We then identified differentially methylated probes across PTPR-A and PTPR-B1/B2 on 41 samples which were profiled using EPIC array. As expected, more probes were hypo-methylated (n = 3,180) in PTPR-A than hyper-methylated (n = 857) when compared to PTPR-B1/B2. We also examined methylation at the gene promoter level and found 196 gene promoters to be hypo-methylated in PTPR-A compared with PTPR-B1/B2, whereas 33 promoters were hypermethylated in PTPR-A compared with PTPR-B1/B2 (Additional file 2: Table S2). We did not appreciate biologically meaningfully associated pathways enriched in the differentially methylated probes. We then examined methylation differences between the PTPR-B1 vs. B2 subtypes and found only small numbers of specific probes that were significantly different between these 2 groups (33 hypermethylated and 17 hypomethylated probes in the B1 versus B2 subtype). Among these changes were 6 promoters that were hypermethylated in the PTPR B1 subtype compared to the B2 subtype, too few for an enrichment analysis.

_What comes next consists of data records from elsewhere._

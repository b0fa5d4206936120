/*!
 * Structured Tracing
 * Subscriber setup and per-task spans using the tracing crate
 *
 * Features:
 * - JSON-formatted logs for structured parsing
 * - One span per executed task carrying id, class and outcome
 * - Slow-task warnings (a long task delays every pending Deferred task)
 */

use crate::core::limits::SLOW_TASK_THRESHOLD;
use crate::scheduler::TaskInfo;
use std::time::Duration;
use tracing::{info, span, trace, warn, Level, Span};
use tracing_subscriber::{fmt::format::FmtSpan, layer::SubscriberExt, util::SubscriberInitExt, EnvFilter};

/// Environment variable enabling JSON output
pub const ENV_TRACE_JSON: &str = "SCHEDULER_TRACE_JSON";

/// Initialize structured tracing
///
/// Environment variables:
/// - RUST_LOG: Set log level (default: info)
/// - SCHEDULER_TRACE_JSON: Enable JSON output (default: false)
pub fn init_tracing() {
    let env_filter = EnvFilter::try_from_default_env().unwrap_or_else(|_| EnvFilter::new("info"));

    let use_json = std::env::var(ENV_TRACE_JSON)
        .map(|v| v == "1" || v == "true")
        .unwrap_or(false);

    let registry = tracing_subscriber::registry().with(env_filter);

    if use_json {
        registry
            .with(
                tracing_subscriber::fmt::layer()
                    .json()
                    .with_target(true)
                    .with_thread_names(true)
                    .with_current_span(true)
                    .with_span_list(false),
            )
            .init();
        info!("Structured tracing initialized with JSON output");
    } else {
        registry
            .with(
                tracing_subscriber::fmt::layer()
                    .with_target(true)
                    .with_thread_names(true)
                    .with_span_events(FmtSpan::NONE)
                    .compact(),
            )
            .init();
        info!("Structured tracing initialized");
    }
}

/// Span covering one task execution
pub(crate) struct TaskSpan {
    span: Span,
    info: TaskInfo,
}

impl TaskSpan {
    pub fn new(info: &TaskInfo) -> Self {
        let span = span!(
            Level::TRACE,
            "task",
            id = info.id.0,
            priority = info.priority.as_str(),
            run_us = tracing::field::Empty,
            outcome = tracing::field::Empty,
        );
        Self { span, info: *info }
    }

    /// Enter the span for the duration of the task body
    pub fn enter(&self) -> tracing::span::Entered<'_> {
        self.span.enter()
    }

    /// Record how the task went
    pub fn finish(&self, run: Duration, failed: bool) {
        let run_us = run.as_micros() as u64;
        let outcome = if failed { "failed" } else { "completed" };
        self.span.record("run_us", run_us);
        self.span.record("outcome", outcome);

        if run > SLOW_TASK_THRESHOLD {
            warn!(
                task_id = self.info.id.0,
                priority = self.info.priority.as_str(),
                run_ms = run.as_millis() as u64,
                slow = true,
                "slow task held the scheduler loop"
            );
        } else {
            trace!(task_id = self.info.id.0, run_us, outcome, "task finished");
        }
    }
}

Histopathologic characteristics of PTPR

Similar to prior descriptions of this PTPR [8], tumors in our cohort showed an epithelial-like papillary or pseudopapillary growth pattern in which the vessels were covered by layers of columnar or cuboidal tumor cells. Some tumors showed a prominent papillary architecture, while others had a more solid morphology, often exhibiting mixed features (Fig. 2). Most cases received immunohistochemical workup prior to being sent to the NIH for DNA methylation testing and typically showed expression of cytokeratins, including CK18.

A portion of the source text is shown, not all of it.